From the tip of the barrel to the reciever it measures 17 1/2"



Now this one is the perfect candidate.for a build. It's a 870 express, mat black finish, has a smooth bore slug barrel on it with iron sites. I used to hunt with it so it also has a scope mount that I'll probably put a halo graphic site on.


 


It'll shoot 3" shells but damn that hurts, lol.
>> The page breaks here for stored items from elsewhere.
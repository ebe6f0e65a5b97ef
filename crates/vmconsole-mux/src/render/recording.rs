//! Renderer that keeps everything it is shown, for headless use and tests.

use std::collections::HashMap;
use std::sync::{Arc, Mutex, MutexGuard};

use vmconsole_common::{ConsoleError, LifecycleState, SessionId, SessionKind};

use super::{RenderOutput, Renderer, RendererFactory};

/// Snapshot of what a session has rendered.
#[derive(Debug, Clone, Default, PartialEq, Eq)]
pub struct TranscriptData {
    /// Payload bytes and banners, in the order they were shown.
    pub output: Vec<u8>,
    pub payloads: usize,
    pub states: Vec<LifecycleState>,
    pub banners: Vec<String>,
    pub last_error: Option<ConsoleError>,
}

/// Shared, cloneable view of one session's rendered output.
#[derive(Debug, Clone, Default)]
pub struct Transcript(Arc<Mutex<TranscriptData>>);

impl Transcript {
    pub fn snapshot(&self) -> TranscriptData {
        self.lock().clone()
    }

    fn lock(&self) -> MutexGuard<'_, TranscriptData> {
        self.0.lock().unwrap_or_else(|poisoned| poisoned.into_inner())
    }
}

pub struct RecordingRenderer {
    transcript: Transcript,
}

impl RecordingRenderer {
    pub fn new(transcript: Transcript) -> Self {
        Self { transcript }
    }
}

impl Renderer for RecordingRenderer {
    fn render(&mut self, payload: &[u8]) -> RenderOutput {
        let mut data = self.transcript.lock();
        data.output.extend_from_slice(payload);
        data.payloads += 1;
        RenderOutput::Idle
    }

    fn show_state(&mut self, state: LifecycleState, error: Option<&ConsoleError>) {
        let mut data = self.transcript.lock();
        data.states.push(state);
        if let Some(err) = error {
            data.last_error = Some(err.clone());
        }
    }

    fn write_banner(&mut self, line: &str) {
        let mut data = self.transcript.lock();
        data.output.extend_from_slice(b"\r\n");
        data.output.extend_from_slice(line.as_bytes());
        data.output.extend_from_slice(b"\r\n");
        data.banners.push(line.to_string());
    }
}

/// Hands out [`RecordingRenderer`]s and keeps their transcripts by session.
#[derive(Debug, Clone, Default)]
pub struct RecordingFactory {
    transcripts: Arc<Mutex<HashMap<SessionId, Transcript>>>,
}

impl RecordingFactory {
    pub fn new() -> Self {
        Self::default()
    }

    pub fn transcript(&self, session: &SessionId) -> Option<Transcript> {
        self.transcripts
            .lock()
            .unwrap_or_else(|poisoned| poisoned.into_inner())
            .get(session)
            .cloned()
    }
}

impl RendererFactory for RecordingFactory {
    fn create(&self, session: &SessionId, _kind: SessionKind, _target: &str) -> Box<dyn Renderer> {
        let transcript = Transcript::default();
        self.transcripts
            .lock()
            .unwrap_or_else(|poisoned| poisoned.into_inner())
            .insert(session.clone(), transcript.clone());
        Box::new(RecordingRenderer::new(transcript))
    }
}

#[cfg(test)]
mod tests {
    use super::*;

    #[test]
    fn records_payloads_in_order() {
        let transcript = Transcript::default();
        let mut renderer = RecordingRenderer::new(transcript.clone());

        assert_eq!(renderer.render(b"login: "), RenderOutput::Idle);
        renderer.render(b"root\r\n");

        let data = transcript.snapshot();
        assert_eq!(data.output, b"login: root\r\n");
        assert_eq!(data.payloads, 2);
    }

    #[test]
    fn banner_lands_in_output() {
        let transcript = Transcript::default();
        let mut renderer = RecordingRenderer::new(transcript.clone());
        renderer.render(b"$ ");
        renderer.write_banner("[Connection closed]");

        let data = transcript.snapshot();
        assert_eq!(data.output, b"$ \r\n[Connection closed]\r\n");
        assert_eq!(data.banners, vec!["[Connection closed]".to_string()]);
    }

    #[test]
    fn factory_keeps_transcripts_per_session() {
        let factory = RecordingFactory::new();
        let a = SessionId::new();
        let b = SessionId::new();
        let mut ra = factory.create(&a, SessionKind::Text, "lxc1");
        let _rb = factory.create(&b, SessionKind::Graphical, "vm1");

        ra.show_state(
            LifecycleState::Error,
            Some(&ConsoleError::TransportError("reset".into())),
        );

        let data = factory.transcript(&a).unwrap().snapshot();
        assert_eq!(data.states, vec![LifecycleState::Error]);
        assert!(data.last_error.is_some());
        assert!(factory.transcript(&b).unwrap().snapshot().states.is_empty());
        assert!(factory.transcript(&SessionId::new()).is_none());
    }
}
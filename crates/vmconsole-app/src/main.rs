//! vmconsole: multiplexed remote consoles from the command line.

mod cli;
mod console;
mod renderer;

use std::process::ExitCode;

use tracing_subscriber::EnvFilter;
use vmconsole_common::ConfigError;
use vmconsole_config::schema::LoggingConfig;
use vmconsole_config::ConsoleConfig;
use vmconsole_mux::{ControlDispatcher, HttpControlClient, OpenRequest};

use crate::cli::{Args, Command};

#[tokio::main]
async fn main() -> ExitCode {
    let args = cli::parse();

    let mut config = match load_config(&args) {
        Ok(config) => config,
        Err(e) => {
            eprintln!("error: {e}");
            return ExitCode::FAILURE;
        }
    };
    if let Some(token) = &args.token {
        config.proxy.token = token.clone();
    }

    init_logging(args.log_level.as_deref(), &config);
    tracing::debug!(proxy = ?config.proxy, "configuration loaded");

    match run(args.command, &config).await {
        Ok(()) => ExitCode::SUCCESS,
        Err(e) => {
            tracing::error!(error = %e, "vmconsole failed");
            eprintln!("error: {e}");
            ExitCode::FAILURE
        }
    }
}

fn load_config(args: &Args) -> Result<ConsoleConfig, ConfigError> {
    match &args.config {
        Some(path) => vmconsole_config::load_config_from(path),
        None => vmconsole_config::load_config(),
    }
}

/// `RUST_LOG` wins, then `--log-level`, then `logging.level` from the config.
fn init_logging(level_override: Option<&str>, config: &ConsoleConfig) {
    let directive = match level_override {
        Some(level) => LoggingConfig {
            level: level.to_string(),
        }
        .directive(),
        None => config.logging.directive(),
    };
    let filter = EnvFilter::try_from_default_env()
        .or_else(|_| EnvFilter::try_new(&directive))
        .unwrap_or_else(|_| EnvFilter::new("info"));

    tracing_subscriber::fmt()
        .with_env_filter(filter)
        .with_writer(std::io::stderr)
        .init();
}

async fn run(command: Command, config: &ConsoleConfig) -> vmconsole_common::Result<()> {
    match command {
        Command::Shell { name } => console::run_console(config, OpenRequest::shell(name)).await,
        Command::Host => console::run_console(config, OpenRequest::host()).await,
        Command::Display { name, port } => {
            console::run_console(config, OpenRequest::graphical(name, port)).await
        }
        Command::Action { name, verb } => {
            let client =
                HttpControlClient::new(config.proxy.api_url.clone(), config.proxy.token.clone())?;
            let message = client.dispatch(&name, verb).await?;
            println!("{message}");
            Ok(())
        }
    }
}
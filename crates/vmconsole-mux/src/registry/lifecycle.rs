//! Applying background events to sessions: transport activity, timers and
//! control results.

use std::time::Duration;

use tracing::{debug, info, warn};
use vmconsole_common::{ConsoleError, ConsoleEvent, ControlVerb, LifecycleState, SessionId};

use super::SessionRegistry;
use crate::bridge::{flavor_for, BridgeEvent, RemoteClosePolicy};
use crate::events::{SessionEvent, TeardownReason};
use crate::render::RenderOutput;
use crate::tabs::TabStatus;
use crate::transport::CloseOutcome;

impl SessionRegistry {
    /// Apply one event. Events for sessions that no longer exist are dropped.
    pub fn handle_event(&mut self, event: SessionEvent) {
        let id = event.session().clone();
        if !self.sessions.contains_key(&id) {
            debug!(session = %id.short(), "dropping event for closed session");
            return;
        }

        match event {
            SessionEvent::Bridge { event, .. } => self.on_bridge_event(&id, event),
            SessionEvent::TeardownDue { reason, .. } => {
                debug!(session = %id.short(), reason = ?reason, "delayed close due");
                self.close_with(&id, None);
            }
            SessionEvent::ControlFinished { verb, result, .. } => {
                self.on_control_finished(&id, verb, result)
            }
        }
    }

    fn on_bridge_event(&mut self, id: &SessionId, event: BridgeEvent) {
        match event {
            BridgeEvent::Connected => {
                if self.transition(id, LifecycleState::Connected).is_ok() {
                    info!(session = %id.short(), "console connected");
                }
            }
            BridgeEvent::Received(payload) => self.on_payload(id, payload),
            BridgeEvent::Closed(outcome) => self.on_remote_close(id, outcome),
            BridgeEvent::Failed(err) => self.fail(id, err),
        }
    }

    fn on_payload(&mut self, id: &SessionId, payload: Vec<u8>) {
        let Some(session) = self.sessions.get_mut(id) else {
            return;
        };
        if session.state() != LifecycleState::Connected {
            debug!(session = %id.short(), state = %session.state(), "payload outside connected state dropped");
            return;
        }
        session.record_inbound(payload.len());

        let reply = match session.renderer.render(&payload) {
            RenderOutput::Idle => return,
            RenderOutput::Reply(bytes) => bytes,
            RenderOutput::NeedsCredentials => {
                debug!(session = %id.short(), "answering credential request");
                let credential = session.credential().to_string();
                session.renderer.supply_credentials(&credential)
            }
        };
        if reply.is_empty() {
            return;
        }

        if let Err(e) = session.send_input(&reply) {
            warn!(session = %id.short(), error = %e, "could not send protocol reply");
        }
    }

    fn on_remote_close(&mut self, id: &SessionId, outcome: CloseOutcome) {
        let Some(session) = self.sessions.get_mut(id) else {
            return;
        };
        session.release_transport();

        // A control action already decided when this session goes away.
        if session.teardown().is_some() {
            debug!(session = %id.short(), outcome = ?outcome, "transport ended during pending close");
            return;
        }

        match flavor_for(session.kind()).on_remote_close(&outcome) {
            RemoteClosePolicy::CloseNow => {
                self.close_with(id, None);
            }
            RemoteClosePolicy::Linger { banner } => {
                session.renderer.write_banner(&banner);
                let delay = self.settings.error_close_delay;
                self.schedule_teardown(id, delay, TeardownReason::RemoteClosed);
            }
            RemoteClosePolicy::Fail(err) => self.fail(id, err),
        }
    }

    /// Show `err` on the session, drop its transport, and close it after the
    /// error delay.
    pub(crate) fn fail(&mut self, id: &SessionId, err: ConsoleError) {
        let Some(session) = self.sessions.get_mut(id) else {
            return;
        };
        session.release_transport();
        if session.teardown().is_some() {
            debug!(session = %id.short(), error = %err, "error during pending close ignored");
            return;
        }

        warn!(session = %id.short(), target = %session.target(), error = %err, "console session failed");
        session.record_error(err.clone());
        if self.transition(id, LifecycleState::Error).is_err() {
            return;
        }

        if let Some(session) = self.sessions.get_mut(id) {
            if let Some(banner) = flavor_for(session.kind()).error_banner(&err) {
                session.renderer.write_banner(&banner);
            }
        }
        let delay = self.settings.error_close_delay;
        self.schedule_teardown(id, delay, TeardownReason::Failed);
    }

    fn on_control_finished(
        &mut self,
        id: &SessionId,
        verb: ControlVerb,
        result: Result<String, ConsoleError>,
    ) {
        match result {
            Ok(message) => {
                info!(session = %id.short(), verb = %verb, message = %message, "control action succeeded");
                self.bus.publish(ConsoleEvent::ControlCompleted {
                    session: id.clone(),
                    verb,
                    message,
                });
                if verb.tears_down() {
                    let delay = self.settings.control_grace_delay;
                    self.schedule_teardown(id, delay, TeardownReason::Control(verb));
                }
            }
            Err(err) => {
                warn!(session = %id.short(), verb = %verb, error = %err, "control action failed");
                self.bus.publish(ConsoleEvent::ControlFailed {
                    session: id.clone(),
                    verb,
                    message: err.to_string(),
                });
            }
        }
    }

    /// Close the session once `delay` has passed. Only the first schedule
    /// counts.
    fn schedule_teardown(&mut self, id: &SessionId, delay: Duration, reason: TeardownReason) {
        let Some(session) = self.sessions.get_mut(id) else {
            return;
        };
        if session.teardown().is_some() {
            return;
        }
        session.teardown = Some(reason);
        if session.state() != LifecycleState::Error {
            self.tabs.set_status(id, TabStatus::Closing);
        }

        debug!(session = %id.short(), reason = ?reason, delay_ms = delay.as_millis() as u64, "close scheduled");
        let events = self.events.clone();
        let session = id.clone();
        tokio::spawn(async move {
            tokio::time::sleep(delay).await;
            let _ = events.send(SessionEvent::TeardownDue { session, reason });
        });
    }
}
19 1/2" barrel to the reciever.



This one is going to become a black gun, a shtf gun. I always wanted a shotgun like that but they are expensive. I've had this gun a long time and I dont intend to deer hunt with it again so it's perfect for a build. I've been chatting with Marc @ripjack13 A bit about this build, bouncing ideas off of him. Hes been helpful.in pointing me to resources. Thanks Marc.
Stay tuned...........

Reactions: Like 6 | Way Cool 2


----------



## trc65 (May 11, 2020)




----------



## William Tanner (May 12, 2020)

Got a soft spot in my heart for this gun. Drove one around for 20 years. Mine wasn't an express. It didn't have the rifle site. It had a bead at the muzzle and another half way down the barrel. Yours sure is a nice one. Bill

Reactions: Like 1


----------



## woodtickgreg (May 12, 2020)

William Tanner said:


> Got a soft spot in my heart for this gun. Drove one around for 20 years. Mine wasn't an express. It didn't have the rifle site. It had a bead at the muzzle and another half way down the barrel. Yours sure is a nice one. Bill


The wingmaster with the short barrel just has the bead sight.


----------



## The100road (May 12, 2020)




----------



## Ray D (May 12, 2020)

Always liked the Wingmasters.

Reactions: Agree 1


----------



## T. Ben (May 12, 2020)




----------



## Wildthings (May 12, 2020)




----------



## tocws2002 (May 13, 2020)

I have a couple of 870s, one in 12 gauge and one in 20. Looking forward to what you'll be doing with your Express!

-jason

Reactions: Like 1


----------



## ripjack13 (May 13, 2020)




----------



## Gdurfey (May 13, 2020)

Love the 870, it fits me. Ordered a left handed express, just don’t get out enough. I am left eye dominant and was encouraged to relearn to shoot left handed. Made a huge difference, but hated the safety on the right handed model so ordered the left handed version. 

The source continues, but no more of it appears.